Prompt -
Repeat each entry verbatim.
#### Provided data
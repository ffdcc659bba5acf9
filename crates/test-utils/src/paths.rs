//! Scratch directory helpers.

use std::path::{Path, PathBuf};

/// Creates a temporary directory for test output.
///
/// The directory is automatically cleaned up when the returned `TempDir` is dropped.
pub fn temp_test_dir() -> tempfile::TempDir {
    tempfile::tempdir().expect("Failed to create temporary test directory")
}

/// Lists the entries of a directory, sorted by name.
///
/// Useful for asserting that no staged files were left next to an output.
pub fn dir_entries(dir: &Path) -> Vec<PathBuf> {
    let mut entries: Vec<PathBuf> = std::fs::read_dir(dir)
        .expect("Failed to read directory")
        .map(|e| e.expect("Failed to read directory entry").path())
        .collect();
    entries.sort();
    entries
}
########
Response to this exercise -
repository ffdcc659bba5acf9
filename crates/test-utils/src/paths.rs
//! Scratch directory helpers.

use std::path::{Path, PathBuf};

/// Creates a temporary directory for test output.
///
/// The directory is automatically cleaned up when the returned `TempDir` is dropped.
pub fn temp_test_dir() -> tempfile::TempDir {
    tempfile::tempdir().expect("Failed to create temporary test directory")
}

/// Lists the entries of a directory, sorted by name.
///
/// Useful for asserting that no staged files were left next to an output.
pub fn dir_entries(dir: &Path) -> Vec<PathBuf> {
    let mut entries: Vec<PathBuf> = std::fs::read_dir(dir)
        .expect("Failed to read directory")
        .map(|e| e.expect("Failed to read directory entry").path())
        .collect();
    entries.sort();
    entries
}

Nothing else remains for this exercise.